En application des dispositions de l’article L. 111-3 du code des juridictions financières, la Cour des comptes a examiné les modalités d’organisation et de gestion du démantèlement des matériels d’armement conventionnels et dénucléarisés du ministère de la défense.

À l’issue de son contrôle, la Cour m’a demandé, en application des dispositions de l’article R. 143-1 du même code, d’appeler votre attention sur le projet de gestion des aéronefs retirés du service de l’État, encore appelé projet Châteaudun.

Par mandat du 15 novembre 2013, vous avez chargé le directeur central de la structure intégrée du maintien en condition opérationnelle des matériels aéronautiques du ministère la défense (SIMMAD) de mettre en place, pour 2015 au plus tard, une filière industrielle privée chargée de gérer la fin de vie des aéronefs militaires afin de maximiser les recettes nées de leur revente. Dans cette perspective, la nouvelle filière prendrait à sa charge leurs coûts de de stockage et de démantèlement. Cette gestion déléguée pourrait également permettre de libérer les emprises de l’armée de l’air, encombrées d’appareils retirés du service et de carlingues hors d’usage.
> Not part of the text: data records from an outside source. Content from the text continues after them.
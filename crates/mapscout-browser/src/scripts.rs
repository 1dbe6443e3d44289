//! In-page scripts run through CDP. Builders are pure so the generated
//! source can be checked without a browser.

/// Request patterns blocked for every run: analytics, logging beacons,
/// favourites sync, fonts, stylesheets and map tiles.
pub const BLOCKED_URLS: [&str; 7] = [
    "*google-analytics*",
    "*/_/log*",
    "*/_/metrics*",
    "*/favorites.api*",
    "*/fonts/*",
    "*/styles/*",
    "*/tile*.maps*",
];

/// Launch flags that keep the browser lean.
pub const LAUNCH_ARGS: [&str; 6] = [
    "--disable-extensions",
    "--disable-gpu",
    "--disable-dev-shm-usage",
    "--blink-settings=imagesEnabled=false",
    "--disable-infobars",
    "--disable-notifications",
];

/// Attribute used to hand a text-search hit back to the element finder.
pub const TEXT_HIT_ATTR: &str = "data-mapscout-hit";

pub const SCROLL_TO_BOTTOM: &str = "window.scrollTo(0, document.body.scrollHeight)";

pub const GO_BACK: &str = "history.back()";

pub const GC_HINT: &str = "if (window.gc) { window.gc(); }";

pub const CLEAR_STORAGE: &str = "localStorage.clear(); sessionStorage.clear();";

fn js_literal<T: serde::Serialize + ?Sized>(value: &T) -> String {
    serde_json::to_string(value).unwrap_or_else(|_| "null".to_string())
}

/// Function declaration, called on a star container, that counts vector
/// markers whose fill colour contains any of `colors`.
#[must_use]
pub fn filled_marker_fn(selector: &str, colors: &[String]) -> String {
    format!(
        "function() {{ \
           const colors = {colors}; \
           let n = 0; \
           for (const el of this.querySelectorAll({selector})) {{ \
             const fill = (el.getAttribute('fill') || getComputedStyle(el).fill || '').toLowerCase(); \
             if (colors.some(c => fill.includes(c.toLowerCase()))) n++; \
           }} \
           return n; \
         }}",
        colors = js_literal(colors),
        selector = js_literal(selector),
    )
}

/// Expression that tags the first visible button or link whose lower-cased
/// text contains a needle with [`TEXT_HIT_ATTR`]. Evaluates to `true` on a
/// hit.
#[must_use]
pub fn tag_text_hit(needles: &[&str]) -> String {
    let needles: Vec<String> = needles.iter().map(|n| n.to_lowercase()).collect();
    format!(
        "(() => {{ \
           document.querySelectorAll('[{attr}]').forEach(el => el.removeAttribute('{attr}')); \
           const needles = {needles}; \
           for (const el of document.querySelectorAll('button, a, [role=\"button\"]')) {{ \
             if (el.offsetParent === null) continue; \
             const text = (el.innerText || '').toLowerCase(); \
             if (needles.some(n => text.includes(n))) {{ \
               el.setAttribute('{attr}', '1'); \
               return true; \
             }} \
           }} \
           return false; \
         }})()",
        attr = TEXT_HIT_ATTR,
        needles = js_literal(&needles),
    )
}

/// CSS selector matching the element tagged by [`tag_text_hit`].
#[must_use]
pub fn text_hit_selector() -> String {
    format!("[{TEXT_HIT_ATTR}]")
}
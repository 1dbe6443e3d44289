use crate::RunParamsError;

/// What a single run should scrape.
#[derive(Debug, Clone, PartialEq, Eq)]
pub struct RunParams {
    pub search_query: Option<String>,
    pub direct_url: Option<String>,
    pub scrape_reviews: bool,
    pub max_reviews: usize,
}

impl Default for RunParams {
    fn default() -> Self {
        Self {
            search_query: None,
            direct_url: None,
            scrape_reviews: false,
            max_reviews: 10,
        }
    }
}

impl RunParams {
    /// Normalize and check the parameters before a run.
    ///
    /// Blank strings become `None`. A direct URL must carry a scheme and a host
    /// whose name contains `allowed_host`.
    ///
    /// # Errors
    ///
    /// Returns `RunParamsError` describing the first rejected field.
    pub fn validate(self, allowed_host: &str) -> Result<Self, RunParamsError> {
        let search_query = non_blank(self.search_query);
        let direct_url = non_blank(self.direct_url);

        if search_query.is_none() && direct_url.is_none() {
            return Err(RunParamsError::MissingTarget);
        }

        if let Some(raw) = &direct_url {
            check_direct_url(raw, allowed_host)?;
        }

        if self.scrape_reviews && self.max_reviews < 1 {
            return Err(RunParamsError::MaxReviewsTooSmall);
        }

        Ok(Self {
            search_query,
            direct_url,
            ..self
        })
    }

    /// File-name stem for export artifacts.
    ///
    /// Derived from the query when present, otherwise from the last path
    /// segment of the direct URL; `"listing"` when neither yields anything.
    #[must_use]
    pub fn export_slug(&self) -> String {
        let from_query = self.search_query.as_deref().map(slugify);
        let from_url = || {
            self.direct_url
                .as_deref()
                .and_then(|raw| url::Url::parse(raw).ok())
                .and_then(|url| {
                    url.path_segments()
                        .and_then(|mut segments| segments.rfind(|s| !s.is_empty()).map(str::to_string))
                })
                .map(|segment| {
                    let decoded = percent_decode(&segment);
                    slugify(&decoded)
                })
        };

        from_query
            .filter(|s| !s.is_empty())
            .or_else(|| from_url().filter(|s| !s.is_empty()))
            .unwrap_or_else(|| "listing".to_string())
    }
}

fn non_blank(value: Option<String>) -> Option<String> {
    value
        .map(|v| v.trim().to_string())
        .filter(|v| !v.is_empty())
}

fn check_direct_url(raw: &str, allowed_host: &str) -> Result<(), RunParamsError> {
    let invalid = |reason: &str| RunParamsError::InvalidUrl {
        url: raw.to_string(),
        reason: reason.to_string(),
    };

    let url = url::Url::parse(raw).map_err(|e| invalid(&e.to_string()))?;
    let host = url.host_str().ok_or_else(|| invalid("missing host"))?;
    if !host.contains(allowed_host) {
        return Err(invalid(&format!("host must contain \"{allowed_host}\"")));
    }
    Ok(())
}

fn percent_decode(segment: &str) -> String {
    percent_encoding::percent_decode_str(segment)
        .decode_utf8_lossy()
        .into_owned()
}

/// Lower-case, keep alphanumerics, collapse everything else into single dashes.
fn slugify(input: &str) -> String {
    input
        .to_lowercase()
        .chars()
        .map(|c| if c.is_alphanumeric() { c } else { '-' })
        .collect::<String>()
        .split('-')
        .filter(|part| !part.is_empty())
        .collect::<Vec<_>>()
        .join("-")
}
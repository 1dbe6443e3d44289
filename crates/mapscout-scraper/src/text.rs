//! Small text helpers shared by the extraction engines.

use std::sync::LazyLock;

use regex::Regex;

/// Lower-case fragments of "reveal more" controls, in every language the
/// site is served in.
pub const LOAD_MORE_NEEDLES: &[&str] = &[
    "загрузить",
    "ещё",
    "еще",
    "показать",
    "load more",
    "show more",
];

/// Placeholder stored when a review has no readable body.
pub const MISSING_REVIEW_TEXT: &str = "[No review text found]";

const TRUNCATION_MARKERS: &[&str] = &[
    "...",
    "\u{2026}",
    "еще",
    "ещё",
    "целиком",
    "read more",
    "show more",
];

static DIGIT_RUN: LazyLock<Regex> = LazyLock::new(|| Regex::new(r"[0-9]+").expect("valid regex"));

/// First run of ASCII digits in `text`, e.g. `"128"` from `"128 оценок"`.
#[must_use]
pub fn first_digit_run(text: &str) -> Option<&str> {
    DIGIT_RUN.find(text).map(|m| m.as_str())
}

/// Whether a review body looks cut off and offers a "read more" control.
#[must_use]
pub fn looks_truncated(text: &str) -> bool {
    let lower = text.to_lowercase();
    TRUNCATION_MARKERS.iter().any(|marker| lower.contains(marker))
}

/// Percent-decode a URL for display, replacing invalid UTF-8.
#[must_use]
pub fn decode_link(url: &str) -> String {
    percent_encoding::percent_decode_str(url)
        .decode_utf8_lossy()
        .into_owned()
}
L’examen du dossier élaboré en vue de la présentation du projet en comité ministériel d'investissement et transmis à la Cour révèle l’existence d’obstacles importants à l’aboutissement d’un tel projet.

Ce projet limitera la liberté de choix de l’État pour l’emploi opérationnel des aéronefs en fin de vie et restreindra les options d’éventuelles cessions à des clients étrangers

Les industriels consultés par la SIMMAD conditionnent leur participation au projet par l’engagement de l’État sur le nombre et la qualité des matériels concernés, limitant ainsi la souplesse d’usage dont il dispose aujourd’hui dans la gestion des aéronefs et matériels aéronautiques et leur maintien en condition opérationnelle. Les industriels contrôleraient de la sorte le parc des aéronefs vieillissants et pourraient en imposer un retrait prématuré du service, au détriment de l’usage actif ou résiduel que pourraient encore en faire les armées.
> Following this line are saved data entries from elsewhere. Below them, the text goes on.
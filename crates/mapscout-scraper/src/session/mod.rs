//! Run controller: owns one automation handle per run and walks either a
//! single business card or the search results, feeding the column store.

pub mod store;

use std::path::PathBuf;
use std::sync::{Arc, Mutex, MutexGuard, PoisonError};

use mapscout_core::{AppConfig, ListingRecord, RunParams};

use crate::controls::Controls;
use crate::error::ScraperError;
use crate::events::Reporter;
use crate::export::{export_sheets, timestamp_now};
use crate::listing::ListingExtractor;
use crate::page::{AutomationHandle, Launcher, Page, Role};
use crate::retry::retry_with_backoff;
use crate::reviews::ReviewPolicy;

use self::store::ColumnStore;

#[derive(Debug, Clone, Copy, PartialEq, Eq)]
pub enum SessionState {
    Idle,
    Running,
    Stopping,
}

pub struct Session<L: Launcher> {
    launcher: L,
    config: AppConfig,
    policy: ReviewPolicy,
    controls: Arc<Controls>,
    reporter: Reporter,
    state: Mutex<SessionState>,
    store: Mutex<ColumnStore>,
}

fn lock<T>(mutex: &Mutex<T>) -> MutexGuard<'_, T> {
    mutex.lock().unwrap_or_else(PoisonError::into_inner)
}

impl<L: Launcher> Session<L> {
    #[must_use]
    pub fn new(launcher: L, config: AppConfig, reporter: Reporter) -> Self {
        let policy = ReviewPolicy::from_config(&config);
        Self {
            launcher,
            config,
            policy,
            controls: Arc::new(Controls::default()),
            reporter,
            state: Mutex::new(SessionState::Idle),
            store: Mutex::new(ColumnStore::default()),
        }
    }

    #[must_use]
    pub fn controls(&self) -> Arc<Controls> {
        Arc::clone(&self.controls)
    }

    #[must_use]
    pub fn state(&self) -> SessionState {
        *lock(&self.state)
    }

    /// Number of listings collected by the current or last run.
    #[must_use]
    pub fn collected(&self) -> usize {
        lock(&self.store).len()
    }

    /// Request a graceful stop. Returns `false` when no run is active.
    pub fn stop(&self) -> bool {
        let mut state = lock(&self.state);
        if *state != SessionState::Running {
            return false;
        }
        *state = SessionState::Stopping;
        drop(state);

        self.controls.stop();
        self.reporter.warn("Stop requested, finishing the current item");
        self.reporter.status("Stopping");
        true
    }

    /// Execute one run and export whatever it collected.
    ///
    /// A second call while a run is active is ignored with a warning.
    /// Whatever happens, the handle is shut down, the state returns to
    /// `Idle` and a `Finished` event is emitted.
    ///
    /// # Errors
    ///
    /// Returns `ScraperError` for run-level failures: invalid parameters,
    /// browser launch, initial navigation, or export.
    pub async fn start(&self, params: RunParams) -> Result<Option<PathBuf>, ScraperError> {
        {
            let mut state = lock(&self.state);
            if *state != SessionState::Idle {
                self.reporter.warn("A run is already in progress");
                return Ok(None);
            }
            // Re-armed under the state lock so a stop issued once the state
            // reads Running is never undone.
            self.controls.reset(params.max_reviews);
            *state = SessionState::Running;
        }

        let (output, result) = self.run(params).await;
        if let Err(e) = &result {
            self.reporter.error(format!("Run failed: {e}"));
        }

        *lock(&self.state) = SessionState::Idle;
        self.reporter.status("Ready");
        self.reporter.finished(output.clone());

        result.map(|()| output)
    }

    async fn run(&self, params: RunParams) -> (Option<PathBuf>, Result<(), ScraperError>) {
        let params = match params.validate(&self.config.allowed_host) {
            Ok(params) => params,
            Err(e) => return (None, Err(e.into())),
        };

        *lock(&self.store) = ColumnStore::new(params.scrape_reviews);
        self.reporter.status("Running");

        let mut handle = match self.launcher.launch().await {
            Ok(handle) => handle,
            Err(e) => return (None, Err(e)),
        };

        let driven = self.drive(&handle, &params).await;

        if let Err(e) = handle.housekeeping().await {
            tracing::warn!(error = %e, "final housekeeping failed");
        }
        let exported = self.export(&params);
        if let Err(e) = handle.shutdown().await {
            tracing::warn!(error = %e, "browser shutdown failed");
        }

        match exported {
            Ok(output) => (output, driven),
            Err(e) => {
                if let Err(run_err) = &driven {
                    self.reporter.error(format!("Run failed: {run_err}"));
                }
                (None, Err(e))
            }
        }
    }

    async fn drive<H: AutomationHandle>(
        &self,
        handle: &H,
        params: &RunParams,
    ) -> Result<(), ScraperError> {
        let url = match (&params.direct_url, &params.search_query) {
            (Some(url), _) => url.clone(),
            (None, Some(query)) => self.config.search_url(query),
            (None, None) => return Ok(()),
        };

        self.reporter.info(format!("Opening {url}"));
        let target = url.as_str();
        retry_with_backoff(
            self.policy.max_retries,
            self.policy.retry_backoff_base_ms,
            move || handle.navigate(target),
        )
        .await?;
        tokio::time::sleep(self.policy.settle).await;
        self.accept_cookies(handle).await;

        let extractor = ListingExtractor::new(
            self.policy.clone(),
            self.config.optional_wait(),
            params.scrape_reviews,
        );
        let mut processed = 0usize;

        if params.direct_url.is_some() {
            match extractor.extract(handle, &self.controls, &self.reporter).await {
                Ok(Some(record)) => {
                    self.record(handle, &record, &mut processed).await;
                    return Ok(());
                }
                Ok(None) => self
                    .reporter
                    .info("Link is not a business card, reading it as search results"),
                Err(e) => self.reporter.warn(format!(
                    "Could not read the linked business ({e}), reading it as search results"
                )),
            }
        }

        self.walk_results(handle, &extractor, &mut processed).await;
        Ok(())
    }

    async fn walk_results<H: AutomationHandle>(
        &self,
        handle: &H,
        extractor: &ListingExtractor,
        processed: &mut usize,
    ) {
        for page_number in 1..=self.config.max_result_pages {
            self.reporter
                .info(format!("Processing results page {page_number}"));

            for ordinal in 1..=self.policy.scan_window {
                if self.controls.is_stopped() {
                    self.reporter.warn("Stopped by user");
                    return;
                }
                let item = match handle.find_one(Role::ResultItem(ordinal)).await {
                    Ok(Some(item)) => item,
                    Ok(None) => continue,
                    Err(e) => {
                        tracing::debug!(ordinal, error = %e, "result item lookup failed");
                        continue;
                    }
                };

                match self.open_result(handle, extractor, &item).await {
                    Ok(Some(record)) => self.record(handle, &record, processed).await,
                    Ok(None) => self
                        .reporter
                        .debug(format!("Result #{ordinal} is not a business card")),
                    Err(e) => self
                        .reporter
                        .error(format!("Failed to process result #{ordinal}: {e}")),
                }
            }

            if self.controls.is_stopped() {
                self.reporter.warn("Stopped by user");
                return;
            }
            if page_number == self.config.max_result_pages || !self.next_results_page(handle).await
            {
                break;
            }
        }
    }

    /// Click a result, extract it, and return to the results list.
    async fn open_result<H: AutomationHandle>(
        &self,
        handle: &H,
        extractor: &ListingExtractor,
        item: &H::Element,
    ) -> Result<Option<ListingRecord>, ScraperError> {
        retry_with_backoff(
            self.policy.max_retries,
            self.policy.retry_backoff_base_ms,
            move || handle.click(item),
        )
        .await?;
        tokio::time::sleep(self.policy.settle).await;

        let extracted = extractor
            .extract(handle, &self.controls, &self.reporter)
            .await;

        let back = retry_with_backoff(
            self.policy.max_retries,
            self.policy.retry_backoff_base_ms,
            move || handle.go_back(),
        )
        .await;
        tokio::time::sleep(self.policy.settle).await;
        if let Err(e) = back {
            self.reporter
                .warn(format!("Could not return to the results list: {e}"));
        }

        extracted
    }

    async fn next_results_page<H: AutomationHandle>(&self, handle: &H) -> bool {
        if let Err(e) = handle.scroll_to_bottom().await {
            tracing::debug!(error = %e, "scroll before pagination failed");
        }
        let next = match handle
            .wait_clickable(Role::NextPage, self.config.optional_wait())
            .await
        {
            Ok(Some(next)) => next,
            Ok(None) => {
                self.reporter.info("No more result pages");
                return false;
            }
            Err(e) => {
                self.reporter.warn(format!("Next page lookup failed: {e}"));
                return false;
            }
        };

        let next = &next;
        let clicked = retry_with_backoff(
            self.policy.max_retries,
            self.policy.retry_backoff_base_ms,
            move || handle.click(next),
        )
        .await;
        match clicked {
            Ok(()) => {
                tokio::time::sleep(self.policy.settle).await;
                true
            }
            Err(e) => {
                self.reporter.warn(format!("Could not open the next results page: {e}"));
                false
            }
        }
    }

    async fn accept_cookies<H: AutomationHandle>(&self, handle: &H) {
        let banner = match handle.find_one(Role::CookieBanner).await {
            Ok(Some(banner)) => banner,
            Ok(None) => return,
            Err(e) => {
                tracing::debug!(error = %e, "cookie banner lookup failed");
                return;
            }
        };
        let banner = &banner;
        let clicked = retry_with_backoff(
            self.policy.max_retries,
            self.policy.retry_backoff_base_ms,
            move || handle.click(banner),
        )
        .await;
        match clicked {
            Ok(()) => self.reporter.debug("Cookie banner accepted"),
            Err(e) => tracing::debug!(error = %e, "cookie banner click failed"),
        }
    }

    async fn record<H: AutomationHandle>(
        &self,
        handle: &H,
        record: &ListingRecord,
        processed: &mut usize,
    ) {
        lock(&self.store).push(record);
        *processed += 1;
        self.reporter
            .info(format!("Saved {} ({processed} so far)", record.name));

        if *processed % self.config.housekeeping_interval == 0 {
            if let Err(e) = handle.housekeeping().await {
                self.reporter.warn(format!("Page housekeeping failed: {e}"));
            }
        }
    }

    fn export(&self, params: &RunParams) -> Result<Option<PathBuf>, ScraperError> {
        let mut store = lock(&self.store);
        let output = export_sheets(
            &mut store,
            &self.config.output_dir,
            &params.export_slug(),
            &timestamp_now(),
        )?;
        match &output {
            Some(path) => self.reporter.info(format!(
                "Saved {} businesses to {}",
                store.len(),
                path.display()
            )),
            None => self.reporter.warn("Nothing was collected, no file written"),
        }
        Ok(output)
    }
}

#[cfg(test)]
#[path = "session_test.rs"]
mod tests;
Le nouveau dispositif de gestion déléguée à un opérateur privé présente une rentabilité très incertaine

Il n’est pas avéré que les stocks des aéronefs et des pièces détachées à céder, qui font l’objet d’un inventaire encore très imprécis à ce jour, soient suffisants pour assurer aux industriels une activité suffisamment lucrative. Comme la Cour a eu l’occasion de le constater à plusieurs reprises lors de la certification des comptes de l’État, la SIMMAD n’a qu’une connaissance très approximative de la valeur réelle de ses stocks de pièces détachées d’aéronefs. La rentabilité de l’opération pourrait être compromise par le coût du démantèlement des aéronefs préalable à la commercialisation des pièces et sous-produits, qui pèserait sur les charges et le résultat d’exploitation du délégataire, d’autant que le démantèlement ne devrait contribuer, au mieux, qu’à titre accessoire à la création de revenus pour les industriels qui se sont déclarés intéressés par le projet.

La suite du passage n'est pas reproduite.